Wenn aber die Rede von Expats ist, die ihr Leben im Ausland so sehr genießen, dass sie nicht wieder heimkommen wollen, sind wir manchmal ein wenig skeptisch. Ein Urlaub ist schließlich genau deshalb so gut, weil er eine Pause von unserer Alltagsroutine bietet. Unsere Skepsis könnte dennoch eine Fehleinschätzung sein: Für immer mehr Menschen scheinen Auslandsentsendungen ein äußerst attraktives Erlebnis mit Suchtpotenzial zu sein.
Eine Auslandsentsendung bietet neue Perspektiven
Sprechen Sie mal mit jemandem, der stets nur ein und dieselbe Zeitung liest: Diese Person wird aktuelle Ereignisse nur aus einer Perspektive heraus betrachten – und diese Perspektive wird sehr wahrscheinlich mit den Ansichten des Herausgebers dieser Zeitung übereinstimmen. Um das zu überprüfen, nehmen Sie einfach mal eine beliebige Zeitung zur Hand und lesen Sie die ersten fünf Seiten. Nun nehmen Sie eine Zeitung mit entgegengesetzter politischer Gesinnung und machen das Gleiche. Oft erscheint es einem nach einem solchen Experiment, als kämen die zwei Zeitungen aus verschiedenen Welten.
Wenn wir dieses Gedankenexperiment auf unsere Lebensumwelt übertragen, lässt sich der Suchtcharakter von Auslandsentsendungen gleich besser verstehen. Wer niemals seine Heimatstadt oder sein Heimatland verlässt, dem wird es sehr viel schwerer fallen, die eigene Heimat und die lokale Bevölkerung aus einer objektiveren Perspektive zu betrachten. Man wird gewiss auch nur eine eingeschränkte Sicht auf andere Länder haben.
Möchten Sie Frankreich verstehen? Lesen Sie nicht nur darüber, sondern reisen Sie für eine Woche oder länger hin und lernen Land und Leute kennen. Lesen Sie die französische Presse und sprechen Sie mit Franzosen über das Weltgeschehen. Mit hoher Sicherheit werden Sie vollkommen andere Ansichten kennenlernen als in Ihrer Heimatstadt.
Ein Perspektivenwechsel tut jedem gut und ist auch das, was es so faszinierend macht, in einem anderen Land zu leben.
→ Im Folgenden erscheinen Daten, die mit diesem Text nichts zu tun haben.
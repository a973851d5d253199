//! Custom Resource Definitions for the etcd operator.
//!
//! - [`EtcdCluster`]: an etcd cluster whose members run as pods

mod cluster;

pub use cluster::{
    ClusterCondition, ClusterPhase, EtcdCluster, EtcdClusterSpec, EtcdClusterStatus,
    MemberSecret, MembersStatus, SelfHostedPolicy, StaticTls, TlsPolicy,
};
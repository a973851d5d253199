//! Pods backing etcd members.
//!
//! Self-hosted members are addressed by pod IP rather than DNS. The
//! [`PodIpIndex`] maps each member's node label to the IP of its pod and is
//! rebuilt on every reconciliation pass.

use crate::error::OperatorResult;
use async_trait::async_trait;
use k8s_openapi::api::core::v1::Pod;
use kube::api::ListParams;
use kube::{Api, Client, ResourceExt};
use std::collections::HashMap;

/// What the reconciler needs to know about a pod.
#[derive(Debug, Clone, Default, PartialEq, Eq)]
pub struct WorkloadInfo {
    /// Pod name.
    pub name: String,
    /// Value of the node label, i.e. the etcd member name it hosts.
    pub node_label: Option<String>,
    /// Pod IP; empty until the pod is scheduled.
    pub address: String,
}

impl WorkloadInfo {
    /// Extract workload info from a pod, reading the node label `node_label_key`.
    pub fn from_pod(pod: &Pod, node_label_key: &str) -> Self {
        Self {
            name: pod.name_any(),
            node_label: pod.labels().get(node_label_key).cloned(),
            address: pod
                .status
                .as_ref()
                .and_then(|s| s.pod_ip.clone())
                .unwrap_or_default(),
        }
    }
}

/// Lists the pods of a cluster.
#[async_trait]
pub trait WorkloadLister: Send + Sync {
    /// Pods in `namespace` matching `label_selector`.
    async fn list_workloads(
        &self,
        namespace: &str,
        label_selector: &str,
    ) -> OperatorResult<Vec<WorkloadInfo>>;
}

/// [`WorkloadLister`] backed by the Kubernetes API.
#[derive(Clone)]
pub struct KubeWorkloadLister {
    client: Client,
    node_label_key: String,
}

impl KubeWorkloadLister {
    /// Create a lister reading member names from `node_label_key`.
    pub fn new(client: Client, node_label_key: impl Into<String>) -> Self {
        Self {
            client,
            node_label_key: node_label_key.into(),
        }
    }
}

#[async_trait]
impl WorkloadLister for KubeWorkloadLister {
    async fn list_workloads(
        &self,
        namespace: &str,
        label_selector: &str,
    ) -> OperatorResult<Vec<WorkloadInfo>> {
        let pods: Api<Pod> = Api::namespaced(self.client.clone(), namespace);
        let pod_list = pods
            .list(&ListParams::default().labels(label_selector))
            .await?;

        Ok(pod_list
            .items
            .iter()
            .map(|pod| WorkloadInfo::from_pod(pod, &self.node_label_key))
            .collect())
    }
}

/// Pod IPs keyed by node label.
#[derive(Debug, Clone, Default)]
pub struct PodIpIndex {
    by_node: HashMap<String, String>,
}

impl PodIpIndex {
    /// Index the given workloads. Workloads without a node label are skipped.
    pub fn build<'a>(workloads: impl IntoIterator<Item = &'a WorkloadInfo>) -> Self {
        let by_node = workloads
            .into_iter()
            .filter_map(|w| Some((w.node_label.clone()?, w.address.clone())))
            .collect();
        Self { by_node }
    }

    /// Pod IP of the member with this node label.
    pub fn lookup(&self, node_label: &str) -> Option<&str> {
        self.by_node.get(node_label).map(String::as_str)
    }

    /// Number of indexed pods.
    pub fn len(&self) -> usize {
        self.by_node.len()
    }

    /// True if no pod was indexed.
    pub fn is_empty(&self) -> bool {
        self.by_node.is_empty()
    }
}

/// Whether the pod reports the `Ready` condition as `True`.
pub fn is_pod_ready(pod: &Pod) -> bool {
    pod.status
        .as_ref()
        .and_then(|s| s.conditions.as_ref())
        .map(|conditions| {
            conditions
                .iter()
                .any(|c| c.type_ == "Ready" && c.status == "True")
        })
        .unwrap_or(false)
}

/// Whether the pod is in the `Running` phase.
pub fn is_pod_running(pod: &Pod) -> bool {
    pod.status
        .as_ref()
        .and_then(|s| s.phase.as_deref())
        .is_some_and(|phase| phase == "Running")
}
//! Outbound connection pooling and round-trip calls.
//!
//! A `Transport` talks to one logical service reachable at one or more
//! remote addresses. Idle stream connections are kept per address in
//! bounded free lists inside a concurrent map, so unrelated addresses
//! never contend. Datagram connections are never pooled.
//!
//! Address selection walks the configured remotes in order: an idle pooled
//! connection wins, otherwise a fresh connect is attempted with a bounded
//! timeout, and a failure moves on to the next address. Running out of
//! addresses is the one error a caller has to handle.

use crate::error::Error;
use crate::runtime::buffer::{BufferChain, BufferPool};
use crate::runtime::connection::{Connection, ConnectionKind};
use bytes::BytesMut;
use dashmap::DashMap;
use std::io;
use std::net::{Ipv4Addr, Ipv6Addr, SocketAddr, TcpStream as StdTcpStream, UdpSocket};
use std::sync::{Arc, Mutex, MutexGuard, PoisonError};
use std::time::Duration;
use tracing::{debug, trace, warn};

type IdleQueue = Arc<Mutex<Vec<Arc<Connection>>>>;

/// Outbound connection settings.
#[derive(Debug, Clone)]
pub struct TransportConfig {
    /// Idle connections kept per remote address.
    pub pool_size: usize,
    /// Upper bound for establishing one connection.
    pub connect_timeout: Duration,
    pub read_timeout: Option<Duration>,
    pub write_timeout: Option<Duration>,
}

impl Default for TransportConfig {
    fn default() -> Self {
        Self {
            pool_size: 16,
            connect_timeout: Duration::from_secs(2),
            read_timeout: None,
            write_timeout: None,
        }
    }
}

/// Pooled client for one logical service.
pub struct Transport {
    name: String,
    kind: ConnectionKind,
    remotes: Vec<SocketAddr>,
    buffers: Arc<BufferPool>,
    idle: DashMap<SocketAddr, IdleQueue>,
    config: TransportConfig,
}

impl Transport {
    /// Create a transport for `remotes`, tried in the given order.
    ///
    /// Duplicate addresses are dropped.
    pub fn new(
        name: impl Into<String>,
        kind: ConnectionKind,
        remotes: impl IntoIterator<Item = SocketAddr>,
        buffers: Arc<BufferPool>,
        config: TransportConfig,
    ) -> Self {
        let mut unique = Vec::new();
        for addr in remotes {
            if !unique.contains(&addr) {
                unique.push(addr);
            }
        }
        Self {
            name: name.into(),
            kind,
            remotes: unique,
            buffers,
            idle: DashMap::new(),
            config,
        }
    }

    /// Merge several transports of the same kind into one.
    ///
    /// Remote addresses are unioned in first-seen order. The combined name
    /// is the sorted constituent names joined with `;`, so the same set of
    /// transports always yields the same name. Buffers and settings come
    /// from the first transport.
    pub fn combine(transports: &[Transport]) -> Result<Transport, Error> {
        let first = transports
            .first()
            .ok_or(Error::InvalidState("no transports to combine"))?;
        if transports.iter().any(|t| t.kind != first.kind) {
            return Err(Error::InvalidState("cannot combine transports of different kinds"));
        }

        let mut names: Vec<&str> = transports.iter().map(|t| t.name.as_str()).collect();
        names.sort_unstable();
        names.dedup();

        Ok(Transport::new(
            names.join(";"),
            first.kind,
            transports.iter().flat_map(|t| t.remotes.iter().copied()),
            Arc::clone(&first.buffers),
            first.config.clone(),
        ))
    }

    pub fn name(&self) -> &str {
        &self.name
    }

    pub fn kind(&self) -> ConnectionKind {
        self.kind
    }

    pub fn remote_addrs(&self) -> &[SocketAddr] {
        &self.remotes
    }

    /// Borrow a buffer for composing a request.
    pub fn poll_buffer(&self) -> BytesMut {
        self.buffers.get()
    }

    /// Idle pooled connections for `addr`.
    pub fn idle_count(&self, addr: SocketAddr) -> usize {
        match self.idle.get(&addr) {
            Some(queue) => lock(queue.value()).len(),
            None => 0,
        }
    }

    /// Get a connection to `addr`, or to the first reachable configured
    /// remote when `addr` is `None`.
    pub async fn poll_connection(&self, addr: Option<SocketAddr>) -> Result<Arc<Connection>, Error> {
        let candidates = match addr {
            Some(addr) => vec![addr],
            None => self.remotes.clone(),
        };
        if candidates.is_empty() {
            return Err(Error::InvalidState("transport has no remote addresses"));
        }

        for &remote in &candidates {
            if let Some(connection) = self.take_idle(remote) {
                trace!(remote = %remote, "Reusing pooled connection");
                return Ok(connection);
            }
            match self.connect(remote).await {
                Ok(connection) => return Ok(Arc::new(connection)),
                Err(e) => {
                    debug!(transport = %self.name, remote = %remote, error = %e, "Connect failed");
                }
            }
        }

        warn!(transport = %self.name, "No remote address reachable");
        Err(Error::Unreachable(candidates))
    }

    /// Return a connection after use.
    ///
    /// Open stream connections of this transport's kind are pooled unless
    /// `force_close` is set; everything else is disposed.
    pub fn offer_connection(&self, force_close: bool, connection: Arc<Connection>) {
        if force_close
            || !connection.kind().is_stream()
            || connection.kind() != self.kind
            || connection.is_closed()
        {
            connection.dispose();
            return;
        }

        let remote = connection.remote_addr();
        let queue = Arc::clone(
            self.idle
                .entry(remote)
                .or_insert_with(|| Arc::new(Mutex::new(Vec::new())))
                .value(),
        );
        let mut idle = lock(&queue);
        if idle.len() >= self.config.pool_size.max(1) {
            drop(idle);
            trace!(remote = %remote, "Idle pool full, closing connection");
            connection.dispose();
            return;
        }
        idle.push(connection);
    }

    /// Send `request` and hand the response bytes to `on_response`.
    ///
    /// The response is whatever a single read returns, read into the request
    /// buffer once it has been written. The buffer goes back to the pool in
    /// every case; the connection is pooled on success and closed on failure.
    pub async fn call<R>(
        &self,
        addr: Option<SocketAddr>,
        request: BytesMut,
        on_response: impl FnOnce(&[u8]) -> R,
    ) -> Result<R, Error> {
        let connection = match self.poll_connection(addr).await {
            Ok(connection) => connection,
            Err(e) => {
                self.buffers.offer(request);
                return Err(e);
            }
        };

        let mut returned = None;
        let written = connection
            .write_all(BufferChain::from(request), |buf| returned = Some(buf))
            .await;
        if let Err(e) = written {
            if let Some(buf) = returned {
                self.buffers.offer(buf);
            }
            self.offer_connection(true, connection);
            return Err(e.into());
        }
        let Some(mut buf) = returned else {
            self.offer_connection(true, connection);
            return Err(Error::InvalidState("request buffer was not returned"));
        };

        buf.clear();
        let (result, buf) = connection.read(buf).await;
        let outcome = match result {
            Ok(0) => Err(io::Error::new(
                io::ErrorKind::UnexpectedEof,
                "remote closed before responding",
            )),
            Ok(_) => Ok(on_response(&buf)),
            Err(e) => Err(e),
        };
        self.buffers.offer(buf);

        match outcome {
            Ok(response) => {
                self.offer_connection(false, connection);
                Ok(response)
            }
            Err(e) => {
                debug!(transport = %self.name, remote = %connection.remote_addr(), error = %e, "Call failed");
                self.offer_connection(true, connection);
                Err(e.into())
            }
        }
    }

    fn take_idle(&self, remote: SocketAddr) -> Option<Arc<Connection>> {
        let queue = self.idle.get(&remote).map(|queue| Arc::clone(queue.value()))?;
        let mut idle = lock(&queue);
        while let Some(connection) = idle.pop() {
            if connection.is_open() {
                return Some(connection);
            }
            connection.dispose();
        }
        None
    }

    async fn connect(&self, remote: SocketAddr) -> io::Result<Connection> {
        let limit = self.config.connect_timeout.max(Duration::from_millis(1));
        let connection = match self.kind {
            ConnectionKind::NativeStream => {
                let stream = tokio::time::timeout(limit, tokio::net::TcpStream::connect(remote))
                    .await
                    .map_err(|_| connect_timed_out(remote))??;
                stream.set_nodelay(true)?;
                Connection::from_tcp(stream)?
            }
            ConnectionKind::BlockingStream => {
                let stream = tokio::task::spawn_blocking(move || {
                    let stream = StdTcpStream::connect_timeout(&remote, limit)?;
                    stream.set_nodelay(true)?;
                    Ok::<_, io::Error>(stream)
                })
                .await
                .map_err(io::Error::other)??;
                Connection::blocking(stream)?
            }
            ConnectionKind::Datagram => {
                let local: SocketAddr = if remote.is_ipv4() {
                    (Ipv4Addr::UNSPECIFIED, 0).into()
                } else {
                    (Ipv6Addr::UNSPECIFIED, 0).into()
                };
                Connection::datagram(Arc::new(UdpSocket::bind(local)?), remote, true)
            }
        };

        connection.set_read_timeout(self.config.read_timeout);
        connection.set_write_timeout(self.config.write_timeout);
        debug!(transport = %self.name, remote = %remote, kind = ?self.kind, "Opened outbound connection");
        Ok(connection)
    }
}

fn lock<T>(mutex: &Mutex<T>) -> MutexGuard<'_, T> {
    mutex.lock().unwrap_or_else(PoisonError::into_inner)
}

fn connect_timed_out(remote: SocketAddr) -> io::Error {
    io::Error::new(
        io::ErrorKind::TimedOut,
        format!("connect to {remote} timed out"),
    )
}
Expats sind bereit für Herausforderungen
Im Ausland zu leben, kann eine Herausforderung sein, und alle erfolgreichen Expats erlernen wohl zuerst die Kompetenz, zunächst einmal mehr zuzuhören als zu sprechen. In Ländern wie Indien, Australien und China findet man sehr schnell heraus, dass es zunächst wichtiger ist, zuzuhören und alles aufzunehmen. Die eigene Meinung ist viel weniger wichtig, als ein Verständnis für die Meinungen und Standpunkte der Menschen im Land zu entwickeln.
Über die Vereinigten Arabischen Emirate wird oft erzählt, dass die Bürokratie dort viel mehr Zeit in Anspruch nimmt und selbst die einfachsten Vorgänge schnell an den Nerven zehren. Das ist eine kulturelle Besonderheit, die in der Bedeutung hierarchischer Strukturen begründet liegt – und in der reflexhaften Angewohnheit, Entscheidungen nach oben weiter zu reichen. Solche Unterschiede sind normal, aber sie verlangen von Expats ausreichend Flexibilität, um diese Prozesse zunächst zu verstehen und dann mit ihnen umzugehen.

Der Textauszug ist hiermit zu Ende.